Task goal:
Starting from the first line below, repeat the data exactly through to the last.

Exercise data START

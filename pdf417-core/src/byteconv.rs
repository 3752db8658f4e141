// PDF417-rs
// Copyright (c) 2024 The PDF417-rs Developers.
//
// This Source Code Form is subject to the terms of the Mozilla Public
// License, v. 2.0. If a copy of the MPL was not distributed with this
// file, You can obtain one at https://mozilla.org/MPL/2.0/.

//! Byte Compaction: decodes a segment of codewords into raw bytes, five
//! codewords at a time, by treating them as a base-900 big integer and
//! re-expressing it in base 256.

use log::trace;

use crate::sink::OutputSink;

/// Decodes a Byte Compaction segment, writing bytes to `sink`.
///
/// `latch_cw` distinguishes the two latches that select this mode: 901
/// groups codewords five at a time for as long as more than five remain
/// (a trailing partial group is emitted one byte per codeword), while 924
/// groups greedily even when exactly five codewords remain, reflecting the
/// reference decoder's `(mode == 901) ? (len > 5) : (len >= 5)` split.
pub fn convert_byte(segment: &[u16], latch_cw: u16, sink: &mut dyn OutputSink) {
    trace!("byteconv: {} codewords (latch = {})", segment.len(), latch_cw);

    sink.begin_segment("BC");

    let mut cw = segment;
    while if latch_cw == 901 { cw.len() > 5 } else { cw.len() >= 5 } {
        let mut codeval: u64 = 0;
        for &c in &cw[0..5] {
            codeval = codeval * 900 + c as u64;
        }

        let mut bytes = [0u8; 6];
        for j in 0..6 {
            bytes[5 - j] = (codeval % 256) as u8;
            codeval >>= 8;
        }
        sink.write_bytes(&bytes);

        cw = &cw[5..];
    }

    if !cw.is_empty() {
        let bytes: Vec<u8> = cw.iter().map(|&c| c as u8).collect();
        sink.write_bytes(&bytes);
    }

    sink.end_segment();
}

#[cfg(test)]
mod tests {
    use super::*;

    fn decode(segment: &[u16], latch_cw: u16) -> Vec<u8> {
        let mut out = Vec::new();
        convert_byte(segment, latch_cw, &mut out);
        out
    }

    #[test]
    fn decodes_a_full_group_of_five_into_six_bytes() {
        // base-900 value for the ASCII bytes "ABCDEF". Latch 924 groups
        // even when exactly 5 codewords remain (`len >= 5`), unlike 901.
        let mut codeval: u64 = 0;
        for &b in b"ABCDEF" {
            codeval = codeval * 256 + b as u64;
        }
        let mut cw = [0u16; 5];
        for i in (0..5).rev() {
            cw[i] = (codeval % 900) as u16;
            codeval /= 900;
        }

        assert_eq!(decode(&cw, 924), b"ABCDEF");
    }

    #[test]
    fn mode_901_emits_exact_multiple_of_five_one_byte_per_codeword() {
        // Exactly 5 codewords: under mode 901 the `len > 5` loop never
        // fires, so all five fall through to the one-byte-per-codeword tail.
        let cw = [b'H' as u16, b'E' as u16, b'L' as u16, b'L' as u16, b'O' as u16];
        assert_eq!(decode(&cw, 901), b"HELLO");
    }

    #[test]
    fn mode_924_groups_an_exact_multiple_of_five() {
        // The same five codewords under mode 924 ('len >= 5') are instead
        // grouped into one base-900 group. Use 900*0 + ... a small group
        // that is simple to re-derive: all zero codewords map to six
        // null bytes.
        let cw = [0u16; 5];
        assert_eq!(decode(&cw, 924), vec![0u8; 6]);
    }

    #[test]
    fn trailing_partial_group_is_one_byte_per_codeword() {
        let cw = [65u16, 66u16];
        assert_eq!(decode(&cw, 901), b"AB");
    }
}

Exercise data END

Result of this task:
filename pdf417-core/src/byteconv.rs
repository 3752db8658f4e141
// PDF417-rs
// Copyright (c) 2024 The PDF417-rs Developers.
//
// This Source Code Form is subject to the terms of the Mozilla Public
// License, v. 2.0. If a copy of the MPL was not distributed with this
// file, You can obtain one at https://mozilla.org/MPL/2.0/.

//! Byte Compaction: decodes a segment of codewords into raw bytes, five
//! codewords at a time, by treating them as a base-900 big integer and
//! re-expressing it in base 256.

use log::trace;

use crate::sink::OutputSink;

/// Decodes a Byte Compaction segment, writing bytes to `sink`.
///
/// `latch_cw` distinguishes the two latches that select this mode: 901
/// groups codewords five at a time for as long as more than five remain
/// (a trailing partial group is emitted one byte per codeword), while 924
/// groups greedily even when exactly five codewords remain, reflecting the
/// reference decoder's `(mode == 901) ? (len > 5) : (len >= 5)` split.
pub fn convert_byte(segment: &[u16], latch_cw: u16, sink: &mut dyn OutputSink) {
    trace!("byteconv: {} codewords (latch = {})", segment.len(), latch_cw);

    sink.begin_segment("BC");

    let mut cw = segment;
    while if latch_cw == 901 { cw.len() > 5 } else { cw.len() >= 5 } {
        let mut codeval: u64 = 0;
        for &c in &cw[0..5] {
            codeval = codeval * 900 + c as u64;
        }

        let mut bytes = [0u8; 6];
        for j in 0..6 {
            bytes[5 - j] = (codeval % 256) as u8;
            codeval >>= 8;
        }
        sink.write_bytes(&bytes);

        cw = &cw[5..];
    }

    if !cw.is_empty() {
        let bytes: Vec<u8> = cw.iter().map(|&c| c as u8).collect();
        sink.write_bytes(&bytes);
    }

    sink.end_segment();
}

#[cfg(test)]
mod tests {
    use super::*;

    fn decode(segment: &[u16], latch_cw: u16) -> Vec<u8> {
        let mut out = Vec::new();
        convert_byte(segment, latch_cw, &mut out);
        out
    }

    #[test]
    fn decodes_a_full_group_of_five_into_six_bytes() {
        // base-900 value for the ASCII bytes "ABCDEF". Latch 924 groups
        // even when exactly 5 codewords remain (`len >= 5`), unlike 901.
        let mut codeval: u64 = 0;
        for &b in b"ABCDEF" {
            codeval = codeval * 256 + b as u64;
        }
        let mut cw = [0u16; 5];
        for i in (0..5).rev() {
            cw[i] = (codeval % 900) as u16;
            codeval /= 900;
        }

        assert_eq!(decode(&cw, 924), b"ABCDEF");
    }

    #[test]
    fn mode_901_emits_exact_multiple_of_five_one_byte_per_codeword() {
        // Exactly 5 codewords: under mode 901 the `len > 5` loop never
        // fires, so all five fall through to the one-byte-per-codeword tail.
        let cw = [b'H' as u16, b'E' as u16, b'L' as u16, b'L' as u16, b'O' as u16];
        assert_eq!(decode(&cw, 901), b"HELLO");
    }

    #[test]
    fn mode_924_groups_an_exact_multiple_of_five() {
        // The same five codewords under mode 924 ('len >= 5') are instead
        // grouped into one base-900 group. Use 900*0 + ... a small group
        // that is simple to re-derive: all zero codewords map to six
        // null bytes.
        let cw = [0u16; 5];
        assert_eq!(decode(&cw, 924), vec![0u8; 6]);
    }

    #[test]
    fn trailing_partial_group_is_one_byte_per_codeword() {
        let cw = [65u16, 66u16];
        assert_eq!(decode(&cw, 901), b"AB");
    }
}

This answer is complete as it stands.